Dans une longue série d’anecdotes historiques, le professeur rappelle les travaux de l’anthropologue américain Graeber qui détaille plusieurs cas de démocratie authentique : des villages médiévaux qui s’organisaient sous forme de démocratie locale, avec des règles édictées par les villageois eux-mêmes et pour eux-mêmes, aux sociétés de pirates, qui désignent eux-mêmes leur capitaine et se partagent équitablement le butin. Sans parler des multiples sociétés primitives, où on recherche l’unanimité : on discute, parfois pendant longtemps, jusqu’à l’obtention du consensus, et on ne vote jamais.

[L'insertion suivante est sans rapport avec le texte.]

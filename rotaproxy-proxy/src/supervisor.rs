//! Orchestrates the listening endpoint's lifecycle: warmup, periodic
//! self-probe, and restart-on-failure. Grounded on `proxy_c2.py`'s
//! probe/restart loop, adapted from supervising a child process to
//! supervising an in-process task (see DESIGN.md).

use std::net::SocketAddr;
use std::sync::Arc;
use std::time::Duration;

use rotaproxy_core::drain;
use rotaproxy_core::signal::Shutdown;
use tracing::{error, info, warn};

use crate::forward::ForwardEngine;
use crate::server::ProxyServer;
use crate::tunnel::TunnelEngine;

const WARMUP: Duration = Duration::from_secs(10);
const PROBE_TIMEOUT: Duration = Duration::from_secs(10);
const RESTART_GRACE: Duration = Duration::from_secs(10);
const FAILURE_THRESHOLD: u32 = 3;
const JOIN_TIMEOUT: Duration = Duration::from_secs(5);

/// Fixed public "echo IP" URL the Supervisor probes through its own
/// listener to confirm the serving path is alive end to end.
const ECHO_PROBE_URL: &str = "https://api.ipify.org";

pub struct Supervisor {
	listen_addr: SocketAddr,
	forward: Arc<ForwardEngine>,
	tunnel: Arc<TunnelEngine>,
	health_interval: Duration,
}

/// A background task's drain trigger paired with its join handle. Used
/// uniformly for the listener, the Rotator, and the Refresher.
pub struct TaskHandle {
	pub trigger: drain::DrainTrigger,
	pub join: tokio::task::JoinHandle<()>,
}

impl Supervisor {
	pub fn new(
		listen_addr: SocketAddr,
		forward: Arc<ForwardEngine>,
		tunnel: Arc<TunnelEngine>,
		health_interval: Duration,
	) -> Self {
		Supervisor {
			listen_addr,
			forward,
			tunnel,
			health_interval,
		}
	}

	/// Runs until `shutdown` fires. `rotator` and `refresher` are started
	/// by the caller and keep running across serving restarts; on
	/// shutdown this joins them (5s each) after the listener has drained.
	pub async fn run(&self, mut shutdown: Shutdown, rotator: TaskHandle, refresher: Option<TaskHandle>) {
		let mut serving = self.spawn_serving();
		tokio::time::sleep(WARMUP).await;

		let mut failures = 0u32;
		let probe_client = reqwest::Client::builder()
			.proxy(reqwest::Proxy::all(format!("http://{}", self.listen_addr)).expect("proxy url is valid"))
			.timeout(PROBE_TIMEOUT)
			.build()
			.expect("reqwest client builds");

		let shutdown_fut = shutdown.wait();
		tokio::pin!(shutdown_fut);

		loop {
			tokio::select! {
				_ = tokio::time::sleep(self.health_interval) => {
					match probe_client.get(ECHO_PROBE_URL).send().await {
						Ok(resp) if resp.status().is_success() => {
							failures = 0;
						}
						Ok(resp) => {
							failures += 1;
							warn!(status = %resp.status(), failures, "health probe returned non-success");
						}
						Err(e) => {
							failures += 1;
							warn!(error = %e, failures, "health probe failed");
						}
					}
					if failures >= FAILURE_THRESHOLD {
						warn!("three consecutive probe failures, restarting serving engine");
						serving = self.restart(serving).await;
						failures = 0;
					}
				}
				_ = &mut shutdown_fut => {
					info!("supervisor shutting down");
					break;
				}
			}
		}

		serving.trigger.start_drain_and_wait("proxy-server", JOIN_TIMEOUT).await;
		serving.join.abort();

		rotator.trigger.start_drain_and_wait("rotator", JOIN_TIMEOUT).await;
		if tokio::time::timeout(JOIN_TIMEOUT, rotator.join).await.is_err() {
			warn!("rotator did not join within timeout");
		}
		if let Some(refresher) = refresher {
			refresher.trigger.start_drain_and_wait("refresher", JOIN_TIMEOUT).await;
			if tokio::time::timeout(JOIN_TIMEOUT, refresher.join).await.is_err() {
				warn!("refresher did not join within timeout");
			}
		}
	}

	fn spawn_serving(&self) -> TaskHandle {
		let (trigger, watcher) = drain::new();
		let server = ProxyServer::new(self.listen_addr, self.forward.clone(), self.tunnel.clone());
		let join = tokio::spawn(async move {
			if let Err(e) = server.serve(watcher).await {
				error!(error = %e, "proxy server exited with error");
			}
		});
		TaskHandle { trigger, join }
	}

	/// Stops the current listener (graceful, then force-abort after the
	/// grace period) and only then rebuilds it. The old listener must be
	/// fully drained and dropped before the replacement binds — otherwise
	/// the new bind on the same address races the old accept loop, which
	/// still holds the socket, and fails with `EADDRINUSE`, leaving no
	/// listener at all.
	async fn restart(&self, old: TaskHandle) -> TaskHandle {
		let drained = tokio::time::timeout(RESTART_GRACE, async {
			old.trigger.start_drain_and_wait("proxy-server", RESTART_GRACE).await;
		})
		.await;
		if drained.is_err() {
			warn!("serving engine did not drain within grace period, forcing abort");
		}
		old.join.abort();
		self.spawn_serving()
	}
}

Or la période des 2 derniers siècles, en Occident, où l’élection s’est imposée de plus en plus comme le mode de désignation des représentants, se caractérise également par une permanence des mêmes élites aux postes de pouvoir, toujours issues des classes les plus riches.
Après les questions du public, Chouard s’est effacé et toute la salle s’est répartie en une douzaine d’ateliers de discussion sur la Constitution, selon plusieurs thématiques, telles que « comment constituer le corps législatif ? », « comment le peuple peut-il garder le contrôle du pouvoir ? », « comment imposer la recherche du consensus et faire en sorte qu’il n’y ait pas de perdants ? », « qu’est-ce que la souveraineté ? » Au bout d’une heure, un représentant de chaque groupe vient présenter le résultat des réflexions : en général rien de bien révolutionnaire, mais au moins – et c’est le but revendiqué par Chouard lui-même – une participation de tous à la réflexion sur la Constitution.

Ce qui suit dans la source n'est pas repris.